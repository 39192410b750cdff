//! Wire encoding of adapter objects

use crate::attribute::attribute_values;
use crate::error::{Error, Result};
use crate::framework::{Object, Response, Value};
use crate::request::EntityReverseMapping;
use crate::wire::{self, Attribute, EntityObjects, ErrorCode, GetPageResponse, PageError};
use tracing::error;

const ADAPTER_BUG: &str = "This indicates a bug in the adapter.";

/// Build the wire response for an adapter response
///
/// An adapter error is passed through unchanged. A response with neither a
/// page nor an error is reported as an internal error.
pub fn build_get_page_response(
    mapping: &EntityReverseMapping,
    response: Response,
) -> GetPageResponse {
    if let Some(error) = response.error {
        return GetPageResponse::Error(PageError {
            message: error.message,
            code: error.code,
            retry_after: error.retry_after,
        });
    }

    let Some(page) = response.success else {
        return GetPageResponse::error(
            ErrorCode::Internal,
            format!("Adapter returned a response with neither a page nor an error. {ADAPTER_BUG}"),
        );
    };

    GetPageResponse::Success(wire::Page {
        objects: build_object_list(mapping, &page.objects),
        next_cursor: page.next_cursor.unwrap_or_default(),
    })
}

/// Encode a list of objects of one entity
///
/// Objects that fail to encode are logged and dropped.
pub fn build_object_list(mapping: &EntityReverseMapping, objects: &[Object]) -> Vec<wire::Object> {
    objects
        .iter()
        .enumerate()
        .filter_map(|(index, object)| match build_object(mapping, object) {
            Ok(encoded) => Some(encoded),
            Err(e) => {
                error!(
                    entity_id = %mapping.id,
                    entity_external_id = %mapping.external_id,
                    index,
                    error = %e,
                    "Dropping invalid object returned by adapter"
                );
                None
            }
        })
        .collect()
}

/// Encode a single object
///
/// Keys are visited in sorted order. Fails on the first key that does not
/// match the entity's schema, and when the object ends up with no attribute
/// values at all.
pub fn build_object(mapping: &EntityReverseMapping, object: &Object) -> Result<wire::Object> {
    let mut encoded = wire::Object::default();

    for (key, value) in object {
        match value {
            Value::Objects(children) => {
                let child_mapping = mapping.child_entity(key).ok_or_else(|| {
                    Error::internal(format!(
                        "Entity {} (id: {}) has no child entity with external id {key:?}. {ADAPTER_BUG}",
                        mapping.external_id, mapping.id
                    ))
                })?;
                if children.is_empty() {
                    continue;
                }

                let objects = build_object_list(child_mapping, children);
                if objects.is_empty() {
                    continue;
                }
                encoded.child_objects.push(EntityObjects {
                    entity_id: child_mapping.id.clone(),
                    objects,
                });
            }
            _ => {
                let attribute = mapping.attribute(key).ok_or_else(|| {
                    Error::internal(format!(
                        "Entity {} (id: {}) has no attribute with external id {key:?}. {ADAPTER_BUG}",
                        mapping.external_id, mapping.id
                    ))
                })?;

                let values = attribute_values(attribute.attribute_type, attribute.list, value)
                    .map_err(|e| {
                        Error::internal(format!(
                            "Attribute {key:?} (id: {}) of entity {} is declared as {}{} but has a value of type {}: {} {ADAPTER_BUG}",
                            attribute.id,
                            mapping.external_id,
                            if attribute.list { "a list of " } else { "" },
                            attribute.attribute_type,
                            value.type_name(),
                            e.message()
                        ))
                    })?;

                if let Some(values) = values {
                    encoded.attributes.push(Attribute {
                        id: attribute.id.clone(),
                        values,
                    });
                }
            }
        }
    }

    if encoded.attributes.is_empty() {
        return Err(Error::internal(format!(
            "Object of entity {} (id: {}) has no attribute values. {ADAPTER_BUG}",
            mapping.external_id, mapping.id
        )));
    }

    Ok(encoded)
}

What is required: Restate the material word for word.

Solved problem:
repository 39192410b750cdff
//! Wire encoding of adapter objects

use crate::attribute::attribute_values;
use crate::error::{Error, Result};
use crate::framework::{Object, Response, Value};
use crate::request::EntityReverseMapping;
use crate::wire::{self, Attribute, EntityObjects, ErrorCode, GetPageResponse, PageError};
use tracing::error;

const ADAPTER_BUG: &str = "This indicates a bug in the adapter.";

/// Build the wire response for an adapter response
///
/// An adapter error is passed through unchanged. A response with neither a
/// page nor an error is reported as an internal error.
pub fn build_get_page_response(
    mapping: &EntityReverseMapping,
    response: Response,
) -> GetPageResponse {
    if let Some(error) = response.error {
        return GetPageResponse::Error(PageError {
            message: error.message,
            code: error.code,
            retry_after: error.retry_after,
        });
    }

    let Some(page) = response.success else {
        return GetPageResponse::error(
            ErrorCode::Internal,
            format!("Adapter returned a response with neither a page nor an error. {ADAPTER_BUG}"),
        );
    };

    GetPageResponse::Success(wire::Page {
        objects: build_object_list(mapping, &page.objects),
        next_cursor: page.next_cursor.unwrap_or_default(),
    })
}

/// Encode a list of objects of one entity
///
/// Objects that fail to encode are logged and dropped.
pub fn build_object_list(mapping: &EntityReverseMapping, objects: &[Object]) -> Vec<wire::Object> {
    objects
        .iter()
        .enumerate()
        .filter_map(|(index, object)| match build_object(mapping, object) {
            Ok(encoded) => Some(encoded),
            Err(e) => {
                error!(
                    entity_id = %mapping.id,
                    entity_external_id = %mapping.external_id,
                    index,
                    error = %e,
                    "Dropping invalid object returned by adapter"
                );
                None
            }
        })
        .collect()
}

/// Encode a single object
///
/// Keys are visited in sorted order. Fails on the first key that does not
/// match the entity's schema, and when the object ends up with no attribute
/// values at all.
pub fn build_object(mapping: &EntityReverseMapping, object: &Object) -> Result<wire::Object> {
    let mut encoded = wire::Object::default();

    for (key, value) in object {
        match value {
            Value::Objects(children) => {
                let child_mapping = mapping.child_entity(key).ok_or_else(|| {
                    Error::internal(format!(
                        "Entity {} (id: {}) has no child entity with external id {key:?}. {ADAPTER_BUG}",
                        mapping.external_id, mapping.id
                    ))
                })?;
                if children.is_empty() {
                    continue;
                }

                let objects = build_object_list(child_mapping, children);
                if objects.is_empty() {
                    continue;
                }
                encoded.child_objects.push(EntityObjects {
                    entity_id: child_mapping.id.clone(),
                    objects,
                });
            }
            _ => {
                let attribute = mapping.attribute(key).ok_or_else(|| {
                    Error::internal(format!(
                        "Entity {} (id: {}) has no attribute with external id {key:?}. {ADAPTER_BUG}",
                        mapping.external_id, mapping.id
                    ))
                })?;

                let values = attribute_values(attribute.attribute_type, attribute.list, value)
                    .map_err(|e| {
                        Error::internal(format!(
                            "Attribute {key:?} (id: {}) of entity {} is declared as {}{} but has a value of type {}: {} {ADAPTER_BUG}",
                            attribute.id,
                            mapping.external_id,
                            if attribute.list { "a list of " } else { "" },
                            attribute.attribute_type,
                            value.type_name(),
                            e.message()
                        ))
                    })?;

                if let Some(values) = values {
                    encoded.attributes.push(Attribute {
                        id: attribute.id.clone(),
                        values,
                    });
                }
            }
        }
    }

    if encoded.attributes.is_empty() {
        return Err(Error::internal(format!(
            "Object of entity {} (id: {}) has no attribute values. {ADAPTER_BUG}",
            mapping.external_id, mapping.id
        )));
    }

    Ok(encoded)
}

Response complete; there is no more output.